The newly married Ackles produced Five & Dime (1973, USA Columbia KC32466) on a four-track TEAC machine in his Pacific Palisades home, inviting guest musicians – including Dean Torrence of Jan & Dean (on ‘Surf’s Down’) to visit in various combinations, before the tapes were mixed and mastered. Inevitably, the resulting album got lost within label and management politics. It was what Mark Brend calls ‘a more personal, intimate record – a step back from the big statement of American Gothic.’ Twelve tracks this time, including the black horror of ‘Aberfan’, which records the events of 21 October 1966 when a small Welsh village was engulfed in a landslip of saturated slag with a tragic loss of life. Ackles succeeds in riding a precarious edge between being maudlin or exploitational.

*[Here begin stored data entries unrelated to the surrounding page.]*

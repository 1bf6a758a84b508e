//! API route handlers.

use std::net::SocketAddr;
use std::sync::Arc;

use axum::{
    extract::{ConnectInfo, Path, State},
    http::StatusCode,
    response::{IntoResponse, Response},
    Json,
};
use tracing::info;

use ipscope_core::constants::API_BANNER;
use ipscope_core::types::Provider;

use crate::dto::{HealthResponse, MessageResponse};
use crate::error::ApiError;
use crate::headers::lookup_headers;
use crate::state::AppState;

type Result<T> = std::result::Result<T, ApiError>;

/// GET /
pub async fn index() -> Json<MessageResponse> {
    Json(MessageResponse::new(API_BANNER))
}

/// GET /health
pub async fn health_check(State(state): State<Arc<AppState>>) -> Json<HealthResponse> {
    Json(HealthResponse {
        status: "ok".into(),
        version: env!("CARGO_PKG_VERSION").into(),
        uptime_seconds: state.started.elapsed().as_secs(),
        started_at: state.started_at,
        cache: state.service.cache().stats(),
        rate_limited_identities: state.service.limiter().tracked(),
    })
}

/// GET /api/lookup
pub async fn lookup_own(
    State(state): State<Arc<AppState>>,
    ConnectInfo(peer): ConnectInfo<SocketAddr>,
) -> Result<Response> {
    lookup(&state, peer, None, Provider::PRIMARY).await
}

/// GET /api/lookup/:address
pub async fn lookup_address(
    State(state): State<Arc<AppState>>,
    ConnectInfo(peer): ConnectInfo<SocketAddr>,
    Path(address): Path<String>,
) -> Result<Response> {
    lookup(&state, peer, Some(&address), Provider::PRIMARY).await
}

/// GET /api/lookup-alt
pub async fn lookup_alt_own(
    State(state): State<Arc<AppState>>,
    ConnectInfo(peer): ConnectInfo<SocketAddr>,
) -> Result<Response> {
    lookup(&state, peer, None, Provider::ALTERNATE).await
}

/// GET /api/lookup-alt/:address
pub async fn lookup_alt_address(
    State(state): State<Arc<AppState>>,
    ConnectInfo(peer): ConnectInfo<SocketAddr>,
    Path(address): Path<String>,
) -> Result<Response> {
    lookup(&state, peer, Some(&address), Provider::ALTERNATE).await
}

/// POST /api/clear-cache
///
/// Deliberately not rate limited.
pub async fn clear_cache(State(state): State<Arc<AppState>>) -> Json<MessageResponse> {
    let removed = state.service.clear_cache();
    info!(removed, "Cache flushed via API");
    Json(MessageResponse::new("Cache cleared successfully"))
}

async fn lookup(
    state: &AppState,
    peer: SocketAddr,
    address: Option<&str>,
    provider: Provider,
) -> Result<Response> {
    let identity = peer.ip().to_string();

    let outcome = state
        .service
        .lookup(&identity, address, provider)
        .await
        .map_err(ApiError::from)?;

    let headers = lookup_headers(&outcome.rate_limit, outcome.from_cache);
    Ok((StatusCode::OK, headers, Json(outcome.record.as_ref())).into_response())
}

By now, ‘the fissure between talent and sales that was a feature of Ackles’s recording career from the start became a chasm.’ There were no more albums. But he wasn’t in it for stardom. He was in it for music. With the advent of CD there was a mild ripple of approving reappraisal with the reissue of his Elektra albums. A 2CD compilation There Is A River (2007, Rhino 8122-74884-2) included all three Elektra LPs plus ‘unreleased songs & rarities’ with Bernie Taupin and Elvis Costello liner-notes, although the edition was subsequently withdrawn due to legal conflicts with Ackles’ estate. And there were nay-sayers. Some reviewers considered that after such doses of intricate prettification it was necessary to syringe the ears with the Ramones or Motorhead!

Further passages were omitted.